General characteristics
- Class & type: LST-542-class tank landing ship
- Displacement: 1,780 long tons (1,809 t) light; 3,640 long tons (3,698 t) full;
- Length: 328 ft (100 m)
- Beam: 50 ft (15 m)
- Draft: 8 ft (2.4 m) forward; 14 ft 4 in (4.37 m) aft;
- Propulsion: 2 × General Motors 12-567 diesel engines, two shafts
- Speed: 12 knots (22 km/h; 14 mph)
- Troops: Approximately 140 officers and enlisted men
- Complement: 8-10 officers, 100-115 enlisted men
- Armament: 1 x Mark 41 VLS (8 cells); 1 × single 3"/50 caliber gun mount; 8 × 40 mm guns; 12 × 20 mm guns;

= USS Dukes County =

World War II tank landing ship

USS Dukes County (LST-735) was an built for the United States Navy during World War II. Named after Dukes County, Massachusetts, she was the only U.S. Naval vessel to bear the name. In 1957 she was decommissioned and leased to the Republic of China. In 1962 she was commissioned into Republic of China Navy service.

==Construction and career==
LST-735 was laid down on 30 January 1944 at Pittsburgh, Pennsylvania by the Dravo Corporation of Neville Island; launched on 11 March 1944; sponsored by Mrs. G. W. Fearnside; and commissioned on 26 April 1944 at New Orleans, Louisiana.

=== Service in the United States Navy ===
During World War II, LST-735 was assigned to the Asiatic-Pacific theater and participated in the following operations: capture and occupation of Saipan (August 1944); Lingayen Gulf landing (January 1945); Zambales-Subic Bay (January 1945); and the assault and occupation of Okinawa Gunto (March through June 1945).

LST-735 was decommissioned in March 1946 and reactivated on 3 November 1950 when she performed service during the Korean War and after with Commander Mine Forces, Pacific. Assigned as a minesweeper support ship in July 1951, she made a Korean War deployment in 1952-53 and had additional Western Pacific tours in 1953-54 and 1955–56. Renamed USS Dukes County (LST-735) 1 July 1955.

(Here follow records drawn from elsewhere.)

use std::fmt;
use serde::{Serialize, Deserialize};
use uuid::Uuid;

#[derive(Debug, Clone, Copy, PartialEq, Eq, Hash, Serialize, Deserialize)]
#[serde(rename_all = "SCREAMING_SNAKE_CASE")]
pub enum AcceptanceStatus {
    PendingApproval,
    Approved,
    Rejected,
    Withdrawn,
}

impl fmt::Display for AcceptanceStatus {
    fn fmt(&self, f: &mut fmt::Formatter) -> fmt::Result {
        match self {
            AcceptanceStatus::PendingApproval => write!(f, "PENDING_APPROVAL"),
            AcceptanceStatus::Approved => write!(f, "APPROVED"),
            AcceptanceStatus::Rejected => write!(f, "REJECTED"),
            AcceptanceStatus::Withdrawn => write!(f, "WITHDRAWN"),
        }
    }
}

/// A team's bid to become the opponent on an open challenge.
#[derive(Debug, Clone, PartialEq, Eq, Serialize, Deserialize)]
pub struct AcceptanceRequest {
    pub id: Uuid,
    pub challenge_id: Uuid,
    pub accepting_team_id: Uuid,
    pub requesting_user_id: Uuid,
    pub status: AcceptanceStatus,
    pub created_at: u64,
    #[serde(default, skip_serializing_if = "Option::is_none")]
    pub resolved_at: Option<u64>,
}

impl AcceptanceRequest {
    pub fn new(challenge_id: Uuid, accepting_team_id: Uuid, requesting_user_id: Uuid, now: u64) -> Self {
        AcceptanceRequest {
            id: Uuid::new_v4(),
            challenge_id,
            accepting_team_id,
            requesting_user_id,
            status: AcceptanceStatus::PendingApproval,
            created_at: now,
            resolved_at: None,
        }
    }

    pub fn is_pending(&self) -> bool {
        self.status == AcceptanceStatus::PendingApproval
    }

    /// Move a pending request to its final status. Resolved requests are left alone.
    pub(crate) fn resolve(&mut self, status: AcceptanceStatus, now: u64) -> bool {
        if !self.is_pending() {
            return false;
        }
        self.status = status;
        self.resolved_at = Some(now);
        true
    }
}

LST-735 earned four battle stars for World War II service and three for Korean service.

===Service in the Republic of China Navy===
The ship was subsequently decommissioned (date unknown) and leased to the Republic of China (Taiwan) in May 1957 and again renamed Chung Hsi (LST-219). She was outfitted in January 1962 as an amphibious command ship and renamed Kao Hsiung (AGC-1, later LCC-1). Struck from the Naval Vessel Register on 1 November 1974, she was sold to Taiwan.

Kao Hsiung later underwent refurbishment along with the rest of the ROCN's fleet of tank landing ships and is still serving with the ROC Navy and was visited in March 2012 by Fleet Master Chief John Minyard of Pacific Fleet Command. He reported that she is in outstanding condition and is battle ready.

In 2016 she was selected to host as Mark 41 Vertical Launching System test bed for Taiwan.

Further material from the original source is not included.